It’s easy to confuse expense with excellence. I’m constantly amazed by the ordinariness with which social media stars live their supposedly gilded lives. Adding a chauffeur and acres of leather upholstery to a minivan still leaves you pootling around in a… minivan. Home-baked bread is a premium experience. A home-delivered over-handled meal prepared by a fancy restaurant is not.
Not even a marketing manager negotiating a pay rise would call the Chill resorts the best in the world. On their day, however, they define a premium experience: one that is unique, tends to be earned rather than purchased, has spectacular quality for cost, and is a little unexpected. Powder snow is curiously indifferent to whether you accessed it via a rope tow or helicopter.

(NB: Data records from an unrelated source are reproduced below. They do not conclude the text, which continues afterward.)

// =============================================================================
// Unit Tests
// =============================================================================

#[cfg(test)]
mod tests {
    use super::*;
    use crate::selectors;
    use proptest::prelude::*;

    fn begin(state: &mut CartState) -> CartSnapshot {
        state.begin_checkout(Uuid::new_v4(), Utc::now())
    }

    #[test]
    fn test_add_item_twice_yields_two() {
        let mut state = CartState::new();
        state.add_item("A");
        state.add_item("A");

        assert_eq!(state.items().get("A"), Some(2));
        assert_eq!(state.items().len(), 1);
    }

    #[test]
    fn test_add_item_saturates_at_max() {
        let mut state = CartState::new();
        state.set_quantity("A", Quantity::MAX);
        let version = state.items_version();

        assert!(!state.add_item("A"));
        assert_eq!(state.items().get("A"), Some(Quantity::MAX));
        assert_eq!(state.items_version(), version);
    }

    #[test]
    fn test_remove_absent_item_is_noop() {
        let mut state = CartState::new();
        state.add_item("A");
        let before = state.clone();

        assert!(!state.remove_item("Z"));
        assert_eq!(state, before);
    }

    #[test]
    fn test_remove_item_deletes_whole_line() {
        let mut state = CartState::new();
        state.set_quantity("A", 5);

        assert!(state.remove_item("A"));
        assert!(state.items().is_empty());
    }

    #[test]
    fn test_set_quantity_non_positive_removes() {
        let mut state = CartState::new();
        state.set_quantity("A", 4);
        state.set_quantity("B", 1);

        assert!(state.set_quantity("A", 0));
        assert!(state.set_quantity("B", -3));
        assert!(state.items().is_empty());

        // Nothing to remove, nothing stored
        assert!(!state.set_quantity("C", -1));
        assert_eq!(state.items().get("C"), None);
    }

    #[test]
    fn test_set_quantity_same_value_keeps_version() {
        let mut state = CartState::new();
        state.set_quantity("A", 3);
        let version = state.items_version();

        assert!(!state.set_quantity("A", 3));
        assert_eq!(state.items_version(), version);

        assert!(state.set_quantity("A", 7));
        assert_eq!(state.items_version(), version + 1);
    }

    #[test]
    fn test_quantities_stay_positive_across_mixed_sequences() {
        let mut state = CartState::new();
        let actions = vec![
            CartAction::AddItem { id: "A".into() },
            CartAction::AddItem { id: "B".into() },
            CartAction::SetQuantity {
                id: "A".into(),
                quantity: -2,
            },
            CartAction::AddItem { id: "A".into() },
            CartAction::SetQuantity {
                id: "C".into(),
                quantity: 4,
            },
            CartAction::RemoveItem { id: "B".into() },
            CartAction::AddItem { id: "C".into() },
            CartAction::SetQuantity {
                id: "D".into(),
                quantity: 0,
            },
        ];

        for action in &actions {
            state.apply(action);
        }

        assert!(state.items().iter().all(|(_, qty)| qty >= 1));
        assert_eq!(state.items().get("A"), Some(1));
        assert_eq!(state.items().get("B"), None);
        assert_eq!(state.items().get("C"), Some(5));
        assert_eq!(state.items().get("D"), None);
    }

    fn action_strategy() -> impl Strategy<Value = CartAction> {
        let id = "[A-D]";
        prop_oneof![
            3 => id.prop_map(|id| CartAction::AddItem { id }),
            1 => id.prop_map(|id| CartAction::RemoveItem { id }),
            2 => (id, -3i64..10)
                .prop_map(|(id, quantity)| CartAction::SetQuantity { id, quantity }),
        ]
    }

    proptest! {
        #![proptest_config(ProptestConfig::with_cases(256))]

        #[test]
        fn quantities_stay_positive(actions in prop::collection::vec(action_strategy(), 0..64)) {
            let mut state = CartState::new();
            for action in &actions {
                state.apply(action);
                prop_assert!(state.items().iter().all(|(_, qty)| qty >= 1));
            }
        }

        #[test]
        fn item_count_is_sum_of_quantities(
            actions in prop::collection::vec(action_strategy(), 0..64)
        ) {
            let mut state = CartState::new();
            for action in &actions {
                state.apply(action);
            }

            let sum: Quantity = state.items().iter().map(|(_, qty)| qty).sum();
            prop_assert_eq!(selectors::total_item_count(state.items()), sum);
        }

        #[test]
        fn version_moves_only_on_change(
            actions in prop::collection::vec(action_strategy(), 0..64)
        ) {
            let mut state = CartState::new();
            for action in &actions {
                let before = state.items().clone();
                let version = state.items_version();
                let changed = state.apply(action);

                prop_assert_eq!(changed, state.items() != &before);
                prop_assert_eq!(state.items_version(), version + u64::from(changed));
            }
        }
    }

    #[test]
    fn test_action_json_format() {
        let action: CartAction =
            serde_json::from_str(r#"{"type":"set_quantity","id":"A","quantity":3}"#).unwrap();
        assert_eq!(
            action,
            CartAction::SetQuantity {
                id: "A".into(),
                quantity: 3
            }
        );

        let json = serde_json::to_string(&CartAction::AddItem { id: "B".into() }).unwrap();
        assert_eq!(json, r#"{"type":"add_item","id":"B"}"#);
    }

    #[test]
    fn test_items_serialize_as_plain_map() {
        let items: CartItems = vec![("B", 1), ("A", 2)].into_iter().collect();
        assert_eq!(serde_json::to_string(&items).unwrap(), r#"{"A":2,"B":1}"#);
    }

    #[test]
    fn test_begin_checkout_sets_pending_and_clears_message() {
        let mut state = CartState::new();
        state.add_item("A");
        let first = begin(&mut state);
        state.resolve_checkout(
            &first,
            &CheckoutOutcome::Faulted {
                message: "boom".into(),
            },
        );
        assert_eq!(state.error_message(), "boom");

        let snapshot = begin(&mut state);

        assert_eq!(state.checkout_status(), CheckoutStatus::Pending);
        assert_eq!(state.error_message(), "");
        assert_eq!(snapshot.generation, 2);
        assert_eq!(snapshot.items.get("A"), Some(1));
    }

    #[test]
    fn test_success_clears_items_and_returns_to_ready() {
        let mut state = CartState::new();
        state.add_item("A");
        state.add_item("B");
        let snapshot = begin(&mut state);

        let resolution = state.resolve_checkout(&snapshot, &CheckoutOutcome::Succeeded);

        assert!(resolution.items_changed);
        assert!(resolution.status_changed);
        assert!(!resolution.stale);
        assert_eq!(state.checkout_status(), CheckoutStatus::Ready);
        assert!(state.items().is_empty());
    }

    #[test]
    fn test_success_keeps_items_added_mid_flight() {
        let mut state = CartState::new();
        state.set_quantity("A", 2);
        let snapshot = begin(&mut state);

        state.add_item("A");
        state.add_item("B");
        state.resolve_checkout(&snapshot, &CheckoutOutcome::Succeeded);

        assert_eq!(state.items().get("A"), Some(1));
        assert_eq!(state.items().get("B"), Some(1));
    }

    #[test]
    fn test_success_after_mid_flight_reduction_removes_line() {
        let mut state = CartState::new();
        state.set_quantity("A", 3);
        let snapshot = begin(&mut state);

        state.set_quantity("A", 1);
        state.resolve_checkout(&snapshot, &CheckoutOutcome::Succeeded);

        assert_eq!(state.items().get("A"), None);
    }

    #[test]
    fn test_declined_sets_failed_with_empty_message() {
        let mut state = CartState::new();
        state.add_item("A");
        let snapshot = begin(&mut state);

        state.resolve_checkout(&snapshot, &CheckoutOutcome::Declined);

        assert_eq!(state.checkout_status(), CheckoutStatus::Failed);
        assert_eq!(state.error_message(), "");
        assert_eq!(state.items().get("A"), Some(1));
    }

    #[test]
    fn test_fault_records_message() {
        let mut state = CartState::new();
        let snapshot = begin(&mut state);

        state.resolve_checkout(
            &snapshot,
            &CheckoutOutcome::Faulted {
                message: "network down".into(),
            },
        );

        assert_eq!(state.checkout_status(), CheckoutStatus::Failed);
        assert_eq!(state.error_message(), "network down");
    }

    #[test]
    fn test_last_resolution_wins_applies_stale_outcome() {
        let mut state = CartState::with_policy(ConcurrentCheckoutPolicy::LastResolutionWins);
        state.add_item("A");
        let first = begin(&mut state);
        let second = begin(&mut state);

        state.resolve_checkout(&second, &CheckoutOutcome::Declined);
        let resolution = state.resolve_checkout(&first, &CheckoutOutcome::Succeeded);

        assert!(resolution.stale);
        assert_eq!(state.checkout_status(), CheckoutStatus::Ready);
        assert!(state.items().is_empty());
    }

    #[test]
    fn test_latest_initiation_wins_ignores_stale_status() {
        let mut state = CartState::with_policy(ConcurrentCheckoutPolicy::LatestInitiationWins);
        state.add_item("A");
        let first = begin(&mut state);
        let second = begin(&mut state);

        state.resolve_checkout(&second, &CheckoutOutcome::Declined);
        let resolution = state.resolve_checkout(&first, &CheckoutOutcome::Succeeded);

        assert!(resolution.stale);
        assert!(!resolution.status_changed);
        assert_eq!(state.checkout_status(), CheckoutStatus::Failed);
        // The stale success still took its goods out of the cart
        assert!(state.items().is_empty());
    }

    #[test]
    fn test_latest_initiation_wins_ignores_stale_fault() {
        let mut state = CartState::with_policy(ConcurrentCheckoutPolicy::LatestInitiationWins);
        let first = begin(&mut state);
        let _second = begin(&mut state);

        state.resolve_checkout(
            &first,
            &CheckoutOutcome::Faulted {
                message: "late".into(),
            },
        );

        assert_eq!(state.checkout_status(), CheckoutStatus::Pending);
        assert_eq!(state.error_message(), "");
    }

    #[test]
    fn test_double_success_does_not_go_negative() {
        let mut state = CartState::new();
        state.set_quantity("A", 2);
        let first = begin(&mut state);
        let second = begin(&mut state);

        state.resolve_checkout(&first, &CheckoutOutcome::Succeeded);
        let resolution = state.resolve_checkout(&second, &CheckoutOutcome::Succeeded);

        assert!(!resolution.items_changed);
        assert!(state.items().is_empty());
    }
}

New Zealand weather is variable. The conditions that deliver premium powder tend not to last long. Sometimes it’s critical to ski in the storm to get it light and blower. In a nice counterpoint night skiing increases visibility and augments depth perception. Blackout trumps a whiteout. Broken River and Mt Olympus surely have some of the world’s most agricultural night skiing infrastructure. Ropey as it is – this is still key to the best resort powder skiing in NZ; a premium Chill experience.
At some point in life food ceases to be simply fuel for living and becomes a sensual pleasure in its own right. This usually coincides with the child-bearing years: a time when your genitals are neatly doggy-bagged and used only – and infrequently – for procreation.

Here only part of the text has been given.